Lord Mayor of the City of Sydney Ms Clover Moore said the new agreement will generate jobs, support communities impacted by the Covid-19 pandemic and create new opportunities in drought-affected regional NSW. She said “We are in the middle of a climate emergency. If we are to reduce emissions and grow the green power sector, all levels of government must urgently transition to renewable energy. Cities are responsible for 70 per cent of greenhouse gas emissions worldwide, so it is critical that we take effective and evidence-based climate actions.”
Around three-quarters of the power will be wind-generated, and the remaining quarter by solar. The project will see the City source renewable energy from three different generators - the Bomen Solar Farm in Wagga Wagga, Sapphire Wind Farm near Inverell and the Shoalhaven solar farm in Nowra.
The Shoalhaven project is being developed by Flow Power in partnership with local community group Repower Shoalhaven, a not for profit volunteer community enterprise that develops community solar projects. On completion, the 3-megawatt Shoalhaven solar farm will have around 10,000 panels and generate enough energy to power 1,500 homes.
Owned by the Australian-listed company, Spark Infrastructure, the 120MW Bomen Solar Farm has more than 310,000 solar panels on 250 hectares of land. It is one of the first projects in Australia to use bi-facial panels that absorb sunlight on both sides, with tracking technology that shifts each panel throughout the day to capture the sun’s energy.

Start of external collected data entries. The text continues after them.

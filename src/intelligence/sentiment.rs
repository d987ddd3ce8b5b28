use std::collections::BTreeMap;

use chrono::{DateTime, Utc};

use crate::models::{Signal, TokenSentiment};

pub const BUY_KEYWORDS: &[&str] = &["buy", "bullish", "moon"];
pub const SELL_KEYWORDS: &[&str] = &["sell", "bearish", "dump"];

/// Keyword classification of a whole message. Buy keywords win when both
/// sets match.
pub fn classify_text(text: &str) -> Signal {
    let lower = text.to_lowercase();

    if BUY_KEYWORDS.iter().any(|k| lower.contains(k)) {
        Signal::Buy
    } else if SELL_KEYWORDS.iter().any(|k| lower.contains(k)) {
        Signal::Sell
    } else {
        Signal::Neutral
    }
}

/// Watched symbols appearing anywhere in the text (case-insensitive substring).
pub fn mentioned_tokens<'a>(text: &str, watched: &'a [String]) -> Vec<&'a str> {
    let upper = text.to_uppercase();
    watched
        .iter()
        .map(String::as_str)
        .filter(|token| !token.is_empty() && upper.contains(&token.to_uppercase()))
        .collect()
}

/// One `(token, signal)` pair per watched token the message mentions.
pub fn classify_message(text: &str, watched: &[String]) -> Vec<(String, Signal)> {
    let tokens = mentioned_tokens(text, watched);
    if tokens.is_empty() {
        return Vec::new();
    }

    let signal = classify_text(text);
    tokens
        .into_iter()
        .map(|t| (t.to_uppercase(), signal))
        .collect()
}

/// Per-token rolling counters. Counters only ever grow until `clear`.
#[derive(Debug, Clone, Default)]
pub struct SentimentAggregator {
    tokens: BTreeMap<String, TokenSentiment>,
}

impl SentimentAggregator {
    pub fn new() -> Self {
        Self::default()
    }

    /// Rebuild from persisted entries. Labels are recomputed rather than trusted.
    pub fn from_entries(entries: impl IntoIterator<Item = TokenSentiment>) -> Self {
        let mut tokens = BTreeMap::new();
        for mut entry in entries {
            entry.token = entry.token.to_uppercase();
            entry.label = crate::models::SentimentLabel::from_counts(entry.buy_count, entry.sell_count);
            tokens.insert(entry.token.clone(), entry);
        }
        Self { tokens }
    }

    pub fn record(&mut self, token: &str, signal: Signal, at: DateTime<Utc>) -> &TokenSentiment {
        let entry = self.entry(token, at);
        entry.record(signal, at);
        entry
    }

    /// Classify `text` and fold it into every mentioned token. Returns the
    /// tokens that changed.
    pub fn apply(&mut self, text: &str, watched: &[String], at: DateTime<Utc>) -> Vec<String> {
        let classified = classify_message(text, watched);
        for (token, signal) in &classified {
            self.record(token, *signal, at);
        }
        classified.into_iter().map(|(token, _)| token).collect()
    }

    /// Additive update used by the synthetic ticker.
    pub fn nudge(&mut self, token: &str, buys: u64, sells: u64, neutral: u64, at: DateTime<Utc>) {
        self.entry(token, at).add(buys, sells, neutral, at);
    }

    /// Insert `seed` only when the token has never been seen.
    pub fn seed(&mut self, seed: TokenSentiment) -> bool {
        let key = seed.token.to_uppercase();
        if self.tokens.contains_key(&key) {
            return false;
        }
        let mut seed = seed;
        seed.token = key.clone();
        self.tokens.insert(key, seed);
        true
    }

    pub fn get(&self, token: &str) -> Option<&TokenSentiment> {
        self.tokens.get(&token.to_uppercase())
    }

    /// Read that lazily creates a zero-state entry for unknown tokens.
    pub fn get_or_create(&mut self, token: &str, at: DateTime<Utc>) -> TokenSentiment {
        self.entry(token, at).clone()
    }

    pub fn contains(&self, token: &str) -> bool {
        self.tokens.contains_key(&token.to_uppercase())
    }

    pub fn tokens(&self) -> &BTreeMap<String, TokenSentiment> {
        &self.tokens
    }

    pub fn clear(&mut self) {
        self.tokens.clear();
    }

    fn entry(&mut self, token: &str, at: DateTime<Utc>) -> &mut TokenSentiment {
        let key = token.to_uppercase();
        self.tokens
            .entry(key.clone())
            .or_insert_with(|| TokenSentiment::zero(&key, at))
    }
}

// ---------------------------------------------------------------------------
// Tests
// ---------------------------------------------------------------------------
use std::collections::BTreeMap;
use std::path::{Path, PathBuf};

use tokio::sync::Mutex;

use super::json_file::{self, StoreError};
use crate::models::{WhaleListing, WhaleSnapshot};

type SnapshotMap = BTreeMap<String, WhaleSnapshot>;

/// Per-address whale snapshots backed by a single JSON file.
///
/// Every upsert is a full read-merge-write of the file. Writers are
/// serialized through `write_lock`, so concurrent handlers and the poller
/// can never clobber each other's keys.
#[derive(Debug)]
pub struct WhaleStore {
    path: PathBuf,
    write_lock: Mutex<()>,
}

impl WhaleStore {
    pub fn new(path: impl Into<PathBuf>) -> Self {
        Self {
            path: path.into(),
            write_lock: Mutex::new(()),
        }
    }

    pub fn path(&self) -> &Path {
        &self.path
    }

    /// Replace the snapshot for `snapshot.whale_address`, keeping every other key.
    pub async fn upsert(&self, snapshot: WhaleSnapshot) -> Result<(), StoreError> {
        let _guard = self.write_lock.lock().await;

        let mut all = match json_file::read_json::<SnapshotMap>(&self.path).await {
            Ok(existing) => existing.unwrap_or_default(),
            Err(e) if e.is_corrupt() => {
                let moved = json_file::quarantine(&self.path).await?;
                tracing::warn!(
                    error = %e,
                    moved_to = %moved.display(),
                    "Whale store file unreadable, starting a fresh map"
                );
                SnapshotMap::new()
            }
            Err(e) => return Err(e),
        };

        let address = snapshot.whale_address.clone();
        all.insert(address.clone(), snapshot);
        json_file::write_json(&self.path, &all).await?;

        tracing::debug!(
            address = %address,
            tracked = all.len(),
            path = %self.path.display(),
            "Whale snapshot saved"
        );

        Ok(())
    }

    /// Latest snapshot for `address`. Unreadable storage reads as not found.
    pub async fn get(&self, address: &str) -> Option<WhaleSnapshot> {
        self.load().await.remove(address)
    }

    /// One listing row per known address.
    pub async fn list(&self) -> Vec<WhaleListing> {
        self.load().await.values().map(WhaleListing::from).collect()
    }

    async fn load(&self) -> SnapshotMap {
        match json_file::read_json::<SnapshotMap>(&self.path).await {
            Ok(map) => map.unwrap_or_default(),
            Err(e) => {
                tracing::error!(error = %e, "Failed to read whale store, treating as empty");
                SnapshotMap::new()
            }
        }
    }
}

// ---------------------------------------------------------------------------
// Tests
// ---------------------------------------------------------------------------

#[cfg(test)]
mod tests {
    use super::*;
    use crate::models::{Direction, Transaction};
    use chrono::Utc;
    use rust_decimal::Decimal;

    fn snapshot(address: &str, amounts: &[i64], summary: &str) -> WhaleSnapshot {
        WhaleSnapshot {
            whale_address: address.to_string(),
            transactions: amounts
                .iter()
                .enumerate()
                .map(|(i, a)| Transaction {
                    id: format!("whale-tx-1-{i}"),
                    direction: Direction::Buy,
                    amount: Decimal::from(*a),
                    token: "USDC".into(),
                    timestamp: Utc::now(),
                    tx_hash: format!("0x{i}"),
                    counterparty: None,
                })
                .collect(),
            summary: summary.to_string(),
            last_updated: Utc::now(),
        }
    }

    fn store() -> (tempfile::TempDir, WhaleStore) {
        let dir = tempfile::tempdir().unwrap();
        let store = WhaleStore::new(dir.path().join("whales.json"));
        (dir, store)
    }

    #[tokio::test]
    async fn test_upsert_does_not_clobber_other_keys() {
        let (_dir, store) = store();
        store.upsert(snapshot("0xA", &[10], "a")).await.unwrap();
        store.upsert(snapshot("0xB", &[20], "b")).await.unwrap();

        let listing = store.list().await;
        assert_eq!(listing.len(), 2);
        assert_eq!(store.get("0xA").await.unwrap().summary, "a");
        assert_eq!(store.get("0xB").await.unwrap().summary, "b");
    }

    #[tokio::test]
    async fn test_second_upsert_replaces_not_merges() {
        let (_dir, store) = store();
        store.upsert(snapshot("0xA", &[1, 2, 3], "first")).await.unwrap();
        store.upsert(snapshot("0xA", &[9], "second")).await.unwrap();

        let got = store.get("0xA").await.unwrap();
        assert_eq!(got.summary, "second");
        assert_eq!(got.transactions.len(), 1);
        assert_eq!(got.transactions[0].amount, Decimal::from(9));
    }

    #[tokio::test]
    async fn test_unknown_address_and_missing_file() {
        let (_dir, store) = store();
        assert!(store.get("0xNope").await.is_none());
        assert!(store.list().await.is_empty());
    }

    #[tokio::test]
    async fn test_corrupt_file_degrades_and_recovers() {
        let (dir, store) = store();
        tokio::fs::write(store.path(), "{{{{").await.unwrap();

        assert!(store.list().await.is_empty());
        assert!(store.get("0xA").await.is_none());

        store.upsert(snapshot("0xA", &[5], "fresh")).await.unwrap();
        assert_eq!(store.list().await.len(), 1);

        // The unreadable original is kept next to the store
        let mut entries = tokio::fs::read_dir(dir.path()).await.unwrap();
        let mut quarantined = 0;
        while let Some(entry) = entries.next_entry().await.unwrap() {
            if entry.file_name().to_string_lossy().contains(".corrupt-") {
                quarantined += 1;
            }
        }
        assert_eq!(quarantined, 1);
    }

    #[tokio::test]
    async fn test_concurrent_upserts_keep_every_key() {
        let (_dir, store) = store();
        let store = std::sync::Arc::new(store);

        let mut handles = Vec::new();
        for i in 0..16 {
            let store = store.clone();
            handles.push(tokio::spawn(async move {
                store
                    .upsert(snapshot(&format!("0x{i:02}"), &[i], "s"))
                    .await
                    .unwrap();
            }));
        }
        for h in handles {
            h.await.unwrap();
        }

        assert_eq!(store.list().await.len(), 16);
    }
}
use rust_decimal::Decimal;
use serde::Serialize;

use crate::models::Transaction;

/// Summary of the significant transfers found for one watched address.
#[derive(Debug, Clone, PartialEq, Serialize)]
#[serde(rename_all = "camelCase")]
pub struct WhaleReport {
    pub transactions: Vec<Transaction>,
    pub buy_count: usize,
    pub sell_count: usize,
    pub total_buy_volume: Decimal,
    pub total_sell_volume: Decimal,
    pub summary: String,
}

impl WhaleReport {
    pub fn buys(&self) -> impl Iterator<Item = &Transaction> {
        self.transactions.iter().filter(|tx| tx.is_buy())
    }

    pub fn sells(&self) -> impl Iterator<Item = &Transaction> {
        self.transactions.iter().filter(|tx| tx.is_sell())
    }

    pub fn is_empty(&self) -> bool {
        self.transactions.is_empty()
    }
}

/// Keep only transactions strictly above `threshold`, in their original order.
/// A transaction exactly at the threshold is dropped.
pub fn filter_by_threshold(txs: Vec<Transaction>, threshold: Decimal) -> Vec<Transaction> {
    txs.into_iter().filter(|tx| tx.amount > threshold).collect()
}

/// Split into buys and sells, total the volumes, and render the summary line.
pub fn aggregate(txs: Vec<Transaction>, threshold: Decimal, token: &str) -> WhaleReport {
    let (mut buy_count, mut sell_count) = (0usize, 0usize);
    let (mut total_buy_volume, mut total_sell_volume) = (Decimal::ZERO, Decimal::ZERO);

    for tx in &txs {
        if tx.is_sell() {
            sell_count += 1;
            total_sell_volume += tx.amount;
        } else {
            buy_count += 1;
            total_buy_volume += tx.amount;
        }
    }

    let summary = if txs.is_empty() {
        format!("No {token} transactions > {} {token} detected", threshold.normalize())
    } else {
        format!(
            "Found {buy_count} buys ({total_buy_volume:.2} {token}) and {sell_count} sells ({total_sell_volume:.2} {token}) exceeding {} {token}",
            threshold.normalize(),
        )
    };

    WhaleReport {
        transactions: txs,
        buy_count,
        sell_count,
        total_buy_volume,
        total_sell_volume,
        summary,
    }
}

// ---------------------------------------------------------------------------
// Tests
// ---------------------------------------------------------------------------
use std::str::FromStr;

use chrono::{DateTime, Utc};
use rust_decimal::Decimal;

use crate::models::{Direction, Transaction};
use crate::moralis::RawTransfer;

/// Largest scale a `Decimal` can carry.
const MAX_DECIMALS: u32 = 28;

/// Everything classification needs besides the transfer itself.
#[derive(Debug, Clone)]
pub struct ClassifyContext {
    pub token_symbol: String,
    /// Used when the record does not carry its own decimals.
    pub default_decimals: u32,
    /// Batch clock: fallback timestamp and id prefix.
    pub now: DateTime<Utc>,
}

impl ClassifyContext {
    pub fn new(token_symbol: impl Into<String>, default_decimals: u32) -> Self {
        Self {
            token_symbol: token_symbol.into(),
            default_decimals,
            now: Utc::now(),
        }
    }
}

/// Turn one raw transfer into a directional transaction relative to `watched`.
///
/// A missing sender or receiver is treated as an empty address. An empty
/// sender can never match the watched address, so such records come out as
/// buys.
pub fn classify_transfer(
    raw: &RawTransfer,
    watched: &str,
    ctx: &ClassifyContext,
    index: usize,
) -> Transaction {
    let from = raw.from_address.as_deref().unwrap_or("");
    let to = raw.to_address.as_deref().unwrap_or("");

    let direction = Direction::relative_to(from, watched);
    let counterparty = match direction {
        Direction::Sell => to,
        Direction::Buy => from,
    };

    let decimals = raw.token_decimals.unwrap_or(ctx.default_decimals);
    let raw_value = raw.value.as_deref().unwrap_or("0");
    let amount = normalize_amount(raw_value, decimals).unwrap_or_else(|| {
        tracing::debug!(value = %raw_value, decimals, "Unparsable transfer value, using zero");
        Decimal::ZERO
    });

    let timestamp = raw
        .block_timestamp
        .as_deref()
        .and_then(parse_block_timestamp)
        .unwrap_or(ctx.now);

    let millis = ctx.now.timestamp_millis();
    let tx_hash = raw
        .transaction_hash
        .clone()
        .filter(|h| !h.is_empty())
        .unwrap_or_else(|| format!("unknown-{millis}"));

    Transaction {
        id: format!("whale-tx-{millis}-{index}"),
        direction,
        amount,
        token: ctx.token_symbol.clone(),
        timestamp,
        tx_hash,
        counterparty: (!counterparty.is_empty()).then(|| counterparty.to_string()),
    }
}

/// Classify a whole fetch result, preserving upstream order.
pub fn classify_batch(
    transfers: &[RawTransfer],
    watched: &str,
    ctx: &ClassifyContext,
) -> Vec<Transaction> {
    transfers
        .iter()
        .enumerate()
        .map(|(i, raw)| classify_transfer(raw, watched, ctx, i))
        .collect()
}

/// `raw / 10^decimals`, rounded to cents. `None` for negative or unparsable input.
///
/// Plain integer strings are scaled as text, so raw values wider than a
/// `Decimal` (18-decimal tokens above ~79 billion units) still normalize.
pub fn normalize_amount(raw: &str, decimals: u32) -> Option<Decimal> {
    let raw = raw.trim();
    if !raw.is_empty() && raw.bytes().all(|b| b.is_ascii_digit()) {
        return scale_digits(raw, decimals as usize);
    }

    if decimals > MAX_DECIMALS {
        return None;
    }

    let value = Decimal::from_str(raw).ok()?;
    if value.is_sign_negative() {
        return None;
    }

    let unit = Decimal::from_i128_with_scale(1, decimals);
    value.checked_mul(unit).map(|v| v.round_dp(2))
}

/// Move the decimal point of an unsigned digit string `decimals` places left.
///
/// Only three fractional digits are kept, plus a trailing `1` when anything
/// non-zero was cut off, which is exactly what rounding to cents looks at.
fn scale_digits(digits: &str, decimals: usize) -> Option<Decimal> {
    let digits = digits.trim_start_matches('0');
    let split = digits.len().saturating_sub(decimals);
    let (int_part, frac_part) = digits.split_at(split);
    let int_part = if int_part.is_empty() { "0" } else { int_part };

    // Leading zeros the fraction needs to span `decimals` places
    let pad = decimals - frac_part.len();
    let mut frac: String = std::iter::repeat('0')
        .take(pad)
        .chain(frac_part.chars())
        .take(3)
        .collect();
    let kept = 3usize.saturating_sub(pad).min(frac_part.len());
    if frac_part[kept..].bytes().any(|b| b != b'0') {
        frac.push('1');
    }

    let value = if frac.is_empty() {
        Decimal::from_str(int_part).ok()?
    } else {
        Decimal::from_str(&format!("{int_part}.{frac}"))
            .or_else(|_| Decimal::from_str(int_part))
            .ok()?
    };
    Some(value.round_dp(2))
}

/// Accepts RFC 3339 strings and unix seconds or milliseconds.
fn parse_block_timestamp(ts: &str) -> Option<DateTime<Utc>> {
    if let Ok(secs) = ts.parse::<i64>() {
        // If >1e12, it's milliseconds
        if secs > 1_000_000_000_000 {
            return DateTime::from_timestamp(secs / 1000, ((secs % 1000) * 1_000_000) as u32);
        }
        return DateTime::from_timestamp(secs, 0);
    }
    DateTime::parse_from_rfc3339(ts)
        .ok()
        .map(|dt| dt.with_timezone(&Utc))
}

// ---------------------------------------------------------------------------
// Tests
// ---------------------------------------------------------------------------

The Sapphire Wind Farm near Inverell is the largest wind farm in NSW, with a 270MW capacity generated by 75 turbines that stand 200 metres high. It is partly owned by CWP Renewables
The City of Sydney became carbon neutral in 2007 and was the first in Australia to be certified carbon neutral in 2011. This new deal will see t reach our 2030 target of reducing emissions by 70 per cent by 2024, six years early.